The coup plan was based on a very poor appreciation of the situation. It could therefore hardly achieve the aim. I have not been able to ascertain which formations or units were involved in the plot other than those in Lagos, but then a desperate man can take any risk. A coup against IBB without the support of the GOCs and the reconnaissance battalions would be an exercise in futility. When I pointed out the weakness of the plan, the officer readily agreed and said that he was also not too sure the coup would succeed. But he was persuaded because they had to preempt a coup by another group consisting largely of junior officers of the Gideon Orkar ideological conviction. I needed no further proof. I thanked the officer for his brief and assured him that the coup would be aborted either that very night or soon after it was started the next morning and we parted.

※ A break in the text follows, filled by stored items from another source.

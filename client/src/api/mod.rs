use std::error::Error as StdError;
use std::fmt;

use anyhow::Result;
use const_format::formatcp;
use displaydoc::Display;
use reqwest::{
    header::{HeaderMap, HeaderValue, AUTHORIZATION, USER_AGENT},
    Client as HttpClient, Response, StatusCode, Url,
};
use serde::Deserialize;

use crate::config::ServerConfig;
use crate::version::ATELIER_DISTRIBUTOR;
use atelier::api::v1::project::{
    ListProjectsResponse, ProjectRecord, UpdateProjectRequest, UpdateProjectResponse,
};
use atelier::project::ProjectId;

/// The User-Agent string of the Atelier client.
const ATELIER_USER_AGENT: &str = formatcp!(
    "Atelier/{} ({})",
    env!("CARGO_PKG_VERSION"),
    ATELIER_DISTRIBUTOR
);

/// The Atelier API client.
#[derive(Debug, Clone)]
pub struct ApiClient {
    /// Base endpoint of the server.
    endpoint: Url,

    /// An initialized HTTP client.
    client: HttpClient,
}

/// An API error.
#[derive(Debug, Display)]
pub enum ApiError {
    /// {0}
    Structured(StructuredApiError),

    /// HTTP {0}: {1}
    Unstructured(StatusCode, String),
}

#[derive(Debug, Clone, Deserialize)]
pub struct StructuredApiError {
    #[allow(dead_code)]
    code: u16,
    error: String,
    message: String,
}

impl ApiClient {
    pub fn from_server_config(config: ServerConfig) -> Result<Self> {
        let client = build_http_client(config.token())?;

        Ok(Self {
            endpoint: Url::parse(&config.endpoint)?,
            client,
        })
    }

    /// Sets the API endpoint of this client.
    pub fn set_endpoint(&mut self, endpoint: &str) -> Result<()> {
        self.endpoint = Url::parse(endpoint)?;
        Ok(())
    }

    /// Fetches a project, or `None` if it does not exist.
    pub async fn get_project(&self, project_id: &ProjectId) -> Result<Option<ProjectRecord>> {
        let endpoint = self
            .endpoint
            .join("api/v1/projects/")?
            .join(project_id.as_str())?;

        let res = self.client.get(endpoint).send().await?;

        if res.status().is_success() {
            let project = res.json().await?;
            Ok(Some(project))
        } else {
            let api_error = ApiError::try_from_response(res).await?;

            if api_error.is_no_such_project() {
                Ok(None)
            } else {
                Err(api_error.into())
            }
        }
    }

    /// Returns all projects on the server.
    pub async fn list_projects(&self) -> Result<Vec<ProjectRecord>> {
        let endpoint = self.endpoint.join("api/v1/projects")?;

        let res = self.client.get(endpoint).send().await?;

        if res.status().is_success() {
            let list: ListProjectsResponse = res.json().await?;
            Ok(list.projects)
        } else {
            let api_error = ApiError::try_from_response(res).await?;
            Err(api_error.into())
        }
    }

    /// Creates or updates a project.
    ///
    /// This is the transport for both full updates and individual chunk
    /// submissions; the request's chunk fields decide which one the
    /// server performs.
    pub async fn update_project(
        &self,
        request: &UpdateProjectRequest,
    ) -> Result<UpdateProjectResponse> {
        let endpoint = self.endpoint.join("api/v1/projects")?;

        let res = self.client.post(endpoint).json(request).send().await?;

        if res.status().is_success() {
            let response = res.json().await?;
            Ok(response)
        } else {
            let api_error = ApiError::try_from_response(res).await?;
            Err(api_error.into())
        }
    }
}

impl StdError for ApiError {}

impl ApiError {
    async fn try_from_response(response: Response) -> Result<Self> {
        let status = response.status();
        let text = response.text().await?;
        match serde_json::from_str(&text) {
            Ok(s) => Ok(Self::Structured(s)),
            Err(_) => Ok(Self::Unstructured(status, text)),
        }
    }

    /// Whether this is the server's not-found signal for a project.
    pub fn is_no_such_project(&self) -> bool {
        matches!(self, Self::Structured(e) if e.error == "NoSuchProject")
    }
}

impl fmt::Display for StructuredApiError {
    fn fmt(&self, f: &mut fmt::Formatter<'_>) -> fmt::Result {
        write!(f, "{}: {}", self.error, self.message)
    }
}

fn build_http_client(token: Option<&str>) -> Result<HttpClient> {
    let mut headers = HeaderMap::new();
    headers.insert(USER_AGENT, HeaderValue::from_static(ATELIER_USER_AGENT));

    if let Some(token) = token {
        let auth_header = HeaderValue::from_str(&format!("bearer {}", token))?;
        headers.insert(AUTHORIZATION, auth_header);
    }

    let client = reqwest::Client::builder()
        .default_headers(headers)
        .build()?;

    Ok(client)
}
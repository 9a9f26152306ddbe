//! Cache-or-compute orchestration of the dashboard and stats payloads.

use std::future::Future;
use std::sync::Arc;
use std::time::Duration;

use chrono::NaiveDate;
use tokio::sync::OnceCell;

use crate::cache::Cache;
use crate::config::{CacheConfig, Config};
use crate::error::{Error, Result};
use crate::metrics::{
    self, DashboardSummary, DurationFilters, ReviewCounts, StatsResult,
};
use crate::model::{Review, ReviewStatus, ReviewTimeline};
use crate::source::{approvals_from_reviewers, DataSource};
use crate::window::FilterWindow;

/// A cached unit of work. The name doubles as the cache key suffix and the
/// `cache.ttl_secs` config key.
#[derive(Debug, Clone, Copy, PartialEq, Eq, Hash)]
pub enum Metric {
    TotalNumberOfProjects,
    NumberOfReviews,
    AverageReviewInterval,
    NumberOfCommits,
    MostCommittedProjects,
    TopCommitters,
    TopReviewers,
    AvgMergeTime,
    AvgFirstReviewTime,
}

impl Metric {
    pub fn name(&self) -> &'static str {
        match self {
            Metric::TotalNumberOfProjects => "totalNumberOfProjects",
            Metric::NumberOfReviews => "numberOfReviews",
            Metric::AverageReviewInterval => "averageReviewInterval",
            Metric::NumberOfCommits => "numberOfCommits",
            Metric::MostCommittedProjects => "mostCommittedProjects",
            Metric::TopCommitters => "topCommitters",
            Metric::TopReviewers => "topReviewers",
            Metric::AvgMergeTime => "avgMergeTime",
            Metric::AvgFirstReviewTime => "avgFirstReviewTime",
        }
    }

    /// Dashboard metrics span the whole history; the rest are per window.
    pub fn cache_key(&self, window: Option<FilterWindow>) -> String {
        match window {
            Some(window) => format!("{window}:{}", self.name()),
            None => self.name().to_string(),
        }
    }
}

pub struct StatsEngine {
    source: Arc<dyn DataSource>,
    cache: Arc<Cache>,
    ttl: CacheConfig,
    excluded_usernames: Vec<String>,
    duration_filters: DurationFilters,
    default_window: FilterWindow,
    default_limit: Option<usize>,
    fan_out_timeout: Duration,
}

I drove straight to the Flag Staff House Marina. I met the COAS, Gen Salihu with many visitors, mostly senior officers, who had come for the next day’s meeting. Officers like Aziza, Ayuba and a host of others were waiting to see him. I was not sure what their mission was but I pleaded with them to allow me jump the queue as I had something urgent to discuss with the chief. They agreed, and I went in as soon as the person he was conferring with came out. He asked me to sit down and apologized that our trip had to be cancelled. He asked whether I was aware of the next day’s meeting since I was supposed to attend as commandant of the armoured corps. I told him that that was why I had come to discuss with him.

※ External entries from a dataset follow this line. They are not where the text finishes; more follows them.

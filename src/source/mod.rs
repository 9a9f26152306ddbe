//! Raw review data providers.
//!
//! A [`DataSource`] hands out unaggregated records. Two providers exist: the
//! Gerrit REST API ([`RestSource`]) and a SQLite copy of the review database
//! ([`SqlSource`]). One is chosen at startup by [`open_source`] and shared
//! behind an `Arc<dyn DataSource>`.

pub mod rest;
pub mod sql;

use std::sync::Arc;

use async_trait::async_trait;
use chrono::NaiveDate;
use futures::{stream, StreamExt, TryStreamExt};

use crate::config::{Config, SourceKind};
use crate::error::{Error, Result};
use crate::model::{Approval, Project, Review, ReviewStatus, ReviewTimeline, ReviewerVote, Score};
use crate::storage::Database;

pub use rest::RestSource;
pub use sql::SqlSource;

#[async_trait]
pub trait DataSource: Send + Sync {
    /// Short provider name for log lines.
    fn name(&self) -> &'static str;

    async fn fetch_projects(&self) -> Result<Vec<Project>>;

    async fn count_projects(&self) -> Result<u64> {
        Ok(self.fetch_projects().await?.len() as u64)
    }

    /// Reviews in `status`. `Open` also yields drafts where the provider
    /// cannot tell them apart.
    async fn fetch_reviews(&self, status: ReviewStatus) -> Result<Vec<Review>>;

    async fn count_reviews(&self, status: ReviewStatus) -> Result<u64> {
        Ok(self.fetch_reviews(status).await?.len() as u64)
    }

    /// Reviewer list of one review with each reviewer's Code-Review vote.
    async fn fetch_reviewers(&self, review_id: &str) -> Result<Vec<ReviewerVote>>;

    /// Code-Review votes cast inside the window starting at `since`, one per
    /// (review, reviewer), never by the review's owner. `None` when the
    /// provider only lists reviewers one review at a time; callers then use
    /// [`approvals_from_reviewers`] over the reviews they already hold.
    async fn fetch_approvals(&self, _since: NaiveDate) -> Result<Option<Vec<Approval>>> {
        Ok(None)
    }

    /// Upper bound on in-flight `fetch_reviewers` calls during a fan-out.
    fn max_concurrent_requests(&self) -> usize {
        1
    }

    /// Per-review timelines for business-duration averages. `None` when the
    /// provider has no access to patch sets and messages.
    async fn fetch_timelines(&self, _since: NaiveDate) -> Result<Option<Vec<ReviewTimeline>>> {
        Ok(None)
    }
}

/// Fetch the reviewers of every review in `reviews`, at most `max_in_flight`
/// at a time, and turn each vote not cast by the review's owner into an
/// [`Approval`]. A reviewer without a Code-Review vote scores zero. Results
/// keep the order of `reviews`; the first failed fetch fails the whole call.
pub async fn approvals_from_reviewers(
    source: &dyn DataSource,
    reviews: &[Review],
    max_in_flight: usize,
) -> Result<Vec<Approval>> {
    log::debug!(
        "Fetching reviewers of {} reviews from {}, {} at a time",
        reviews.len(),
        source.name(),
        max_in_flight
    );

    let per_review: Vec<Vec<Approval>> = stream::iter(reviews.iter().cloned())
        .map(move |review| async move {
            let votes = source.fetch_reviewers(&review.id).await?;
            Ok::<_, Error>(
                votes
                    .into_iter()
                    .filter(|v| !v.account.is_same(&review.owner))
                    .map(|v| Approval {
                        reviewer: v.account.name,
                        project: review.project.clone(),
                        score: v.score.unwrap_or(Score::Zero),
                    })
                    .collect::<Vec<_>>(),
            )
        })
        .buffered(max_in_flight.max(1))
        .try_collect()
        .await?;
    Ok(per_review.into_iter().flatten().collect())
}

/// Build the provider selected by `config.source`.
pub async fn open_source(config: &Config) -> Result<Arc<dyn DataSource>> {
    let source: Arc<dyn DataSource> = match config.source {
        SourceKind::Api => Arc::new(RestSource::new(&config.gerrit)?),
        SourceKind::Database => {
            let path = config.database.resolved_path()?;
            Arc::new(SqlSource::new(Database::open_at(path).await?))
        }
    };
    log::info!("Using {} data source", source.name());
    Ok(source)
}
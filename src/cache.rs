//! In-process TTL cache for computed metrics.
//!
//! Entries are type-erased and cloned out on read. Expired entries are
//! dropped lazily the next time their key is looked up; there is no sweeper
//! and no size bound.

use std::any::Any;
use std::collections::HashMap;
use std::sync::{Arc, Mutex, MutexGuard};
use std::time::Duration;

use tokio::time::Instant;

struct Entry {
    value: Arc<dyn Any + Send + Sync>,
    expires_at: Instant,
}

impl Entry {
    fn is_live(&self, now: Instant) -> bool {
        now < self.expires_at
    }
}

/// Key/value store with a per-entry time-to-live.
///
/// Concurrent misses on the same key are not coalesced: each caller computes
/// and the last `set` wins.
#[derive(Default)]
pub struct Cache {
    entries: Mutex<HashMap<String, Entry>>,
}

impl Cache {
    pub fn new() -> Self {
        Self::default()
    }

    /// Store `value` under `key`, replacing any previous entry.
    pub fn set<T>(&self, key: &str, value: T, ttl: Duration)
    where
        T: Send + Sync + 'static,
    {
        let entry = Entry {
            value: Arc::new(value),
            expires_at: Instant::now() + ttl,
        };
        self.lock().insert(key.to_string(), entry);
    }

    /// Fetch a live value. Returns `None` when the key is missing, expired,
    /// or holds a value of a different type.
    pub fn get<T>(&self, key: &str) -> Option<T>
    where
        T: Clone + Send + Sync + 'static,
    {
        let now = Instant::now();
        let mut entries = self.lock();
        match entries.get(key) {
            Some(entry) if entry.is_live(now) => entry.value.downcast_ref::<T>().cloned(),
            Some(_) => {
                entries.remove(key);
                None
            }
            None => None,
        }
    }

    /// Whether a live entry exists for `key`.
    pub fn has(&self, key: &str) -> bool {
        let now = Instant::now();
        let mut entries = self.lock();
        match entries.get(key) {
            Some(entry) if entry.is_live(now) => true,
            Some(_) => {
                entries.remove(key);
                false
            }
            None => false,
        }
    }

    /// Number of stored entries, including expired ones not yet evicted.
    pub fn len(&self) -> usize {
        self.lock().len()
    }

    pub fn is_empty(&self) -> bool {
        self.len() == 0
    }

    fn lock(&self) -> MutexGuard<'_, HashMap<String, Entry>> {
        // Entries are inserted whole, so a poisoned map is still consistent.
        self.entries.lock().unwrap_or_else(|poisoned| poisoned.into_inner())
    }
}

Without going into too much detail for obvious reasons, I advised the Chief to meet Gen. Abacha as soon as possible to advise him to call off tomorrow’s meeting on security grounds. He should also advise IBB of the need for him to take extra care of his personal security over the next 24 hours. In the event that Abacha refused the advice, the chief should stay away from the meeting and ask his GOCs to stay away also. Of course the chief wanted to find out what was happening and what informed my advice. I simply told him to believe me that I heard rumours and time was too short to verify. I promised to find out more and brief him later. I have always enjoyed Gen. Salihu’s confidence and respect. Of course I have no doubt that Salihu got in touch with his Director of Military Intelligence (DMI). But he immediately left for Gen. Abacha’s house. He must have persuaded him to call off the meeting and mercifully averted a bloodbath, which an attempted coup against IBB would have resulted in. I was told later that General Abacha was very mad with Salihu and promised to deal with him at an opportune time. It is very sad that he got that opportunity so soon when a truly professional officer was prematurely retired from service to the detriment of the development of professionalism in the military. What that fine officer would have contributed to the Nigerian Army is succinctly encapsulated in his sad description of the military as “an Army of anything goes” in his valedictory speech.

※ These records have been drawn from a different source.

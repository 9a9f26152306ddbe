use chrono::{DateTime, Datelike, NaiveDate, NaiveDateTime, TimeDelta, Utc};

/// Timestamp layouts accepted from Gerrit and the warehouse, tried in order.
/// Gerrit's REST API emits `2024-01-31 09:15:00.000000000` (always UTC).
const TIMESTAMP_FORMATS: &[&str] = &[
    "%Y-%m-%d %H:%M:%S%.f",
    "%Y-%m-%d %H:%M:%S",
    "%Y-%m-%dT%H:%M:%S%.f",
    "%Y-%m-%dT%H:%M:%S",
    "%Y-%m-%dT%H:%MZ",
    "%Y-%m-%d %H:%M",
];

/// Working days crossed when moving from one weekday to the next occurrence
/// of another, indexed `[start][end]` with Monday = 0. Saturday and Sunday
/// never count; the diagonal is zero.
const WEEKDAY_TRANSITIONS: [[i64; 7]; 7] = [
    // Mon Tue Wed Thu Fri Sat Sun
    [0, 1, 2, 3, 4, 4, 4], // Mon
    [4, 0, 1, 2, 3, 3, 3], // Tue
    [3, 4, 0, 1, 2, 2, 2], // Wed
    [2, 3, 4, 0, 1, 1, 1], // Thu
    [1, 2, 3, 4, 0, 0, 0], // Fri
    [1, 2, 3, 4, 5, 0, 0], // Sat
    [1, 2, 3, 4, 5, 5, 0], // Sun
];

/// Business hours credited for each working day inside a multi-day span.
const BUSINESS_HOURS_PER_WORKING_DAY: i64 = 10;

/// Parse a Gerrit or warehouse timestamp as UTC.
pub fn parse_timestamp(s: &str) -> Option<DateTime<Utc>> {
    let s = s.trim();
    if let Ok(dt) = DateTime::parse_from_rfc3339(s) {
        return Some(dt.with_timezone(&Utc));
    }
    TIMESTAMP_FORMATS
        .iter()
        .find_map(|fmt| NaiveDateTime::parse_from_str(s, fmt).ok())
        .map(|naive| naive.and_utc())
}

/// Format a date as the `YYYY-MM-DD` key used for window comparisons.
pub fn date_key(d: NaiveDate) -> String {
    d.format("%Y-%m-%d").to_string()
}

/// Working days between two calendar dates: five per whole week plus the
/// weekday transition for the remainder. Zero when `end` is not after `start`.
pub fn working_days_between(start: NaiveDate, end: NaiveDate) -> i64 {
    let span = (end - start).num_days();
    if span <= 0 {
        return 0;
    }
    let from = start.weekday().num_days_from_monday() as usize;
    let to = end.weekday().num_days_from_monday() as usize;
    5 * (span / 7) + WEEKDAY_TRANSITIONS[from][to]
}

/// Elapsed business time between two instants.
///
/// Within a single calendar day the real duration passes through. Across
/// days every weekend day is removed entirely and every working day keeps
/// only [`BUSINESS_HOURS_PER_WORKING_DAY`] hours (i.e. 14 hours are taken
/// off per working day). Never negative.
pub fn business_duration(start: DateTime<Utc>, end: DateTime<Utc>) -> TimeDelta {
    let real = end - start;
    let real_days = (end.date_naive() - start.date_naive()).num_days();
    if real_days <= 0 {
        return real.max(TimeDelta::zero());
    }

    let working_days = working_days_between(start.date_naive(), end.date_naive());
    let weekend_days = real_days - working_days;
    let off_hours = weekend_days * 24 + working_days * (24 - BUSINESS_HOURS_PER_WORKING_DAY);

    (real - TimeDelta::hours(off_hours)).max(TimeDelta::zero())
}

As the nation debated IBB’s sincerity to step aside on 27 August, 1993, he decided on a surprise move by leaving a day earlier, as if to confirm that he was truly fed up. The reasons or the forces that were responsible for persuading IBB to annul the June 12 elections may perhaps be known later. Honestly, I can only guess but even that guess, I will leave for another day. The ING was inaugurated on 26 July. The president was expected to retire along with all the service chiefs. It came therefore as a great surprise that Gen. Abacha was missing on that list. This fatal decision attracted many theories, one of course being that the ING arrangement was a mere ploy to hand over power to Abacha indirectly. A clause in the decree that established the ING which provided that in the event of the incapacitation of the Head of that government, the most senior military officer would take over gave substance to that theory. I am not any wiser but whatever the aim, even Chief Shonekan had misgivings. He protested the decision. I was told later that he reluctantly accepted to be sworn in on that condition when he was shown security reports, which indicated threats to the ING from a group of some junior and middle ranking officers who were planning to topple it as soon as it was inaugurated. I am still curious to know the source of those false, dubious and self-serving security reports. Things were done in such a hurry that Shonekan did not have much time to reflect on most of the decisions, including the appointment of Abacha as the ‘Guardian Angel’ to his administration.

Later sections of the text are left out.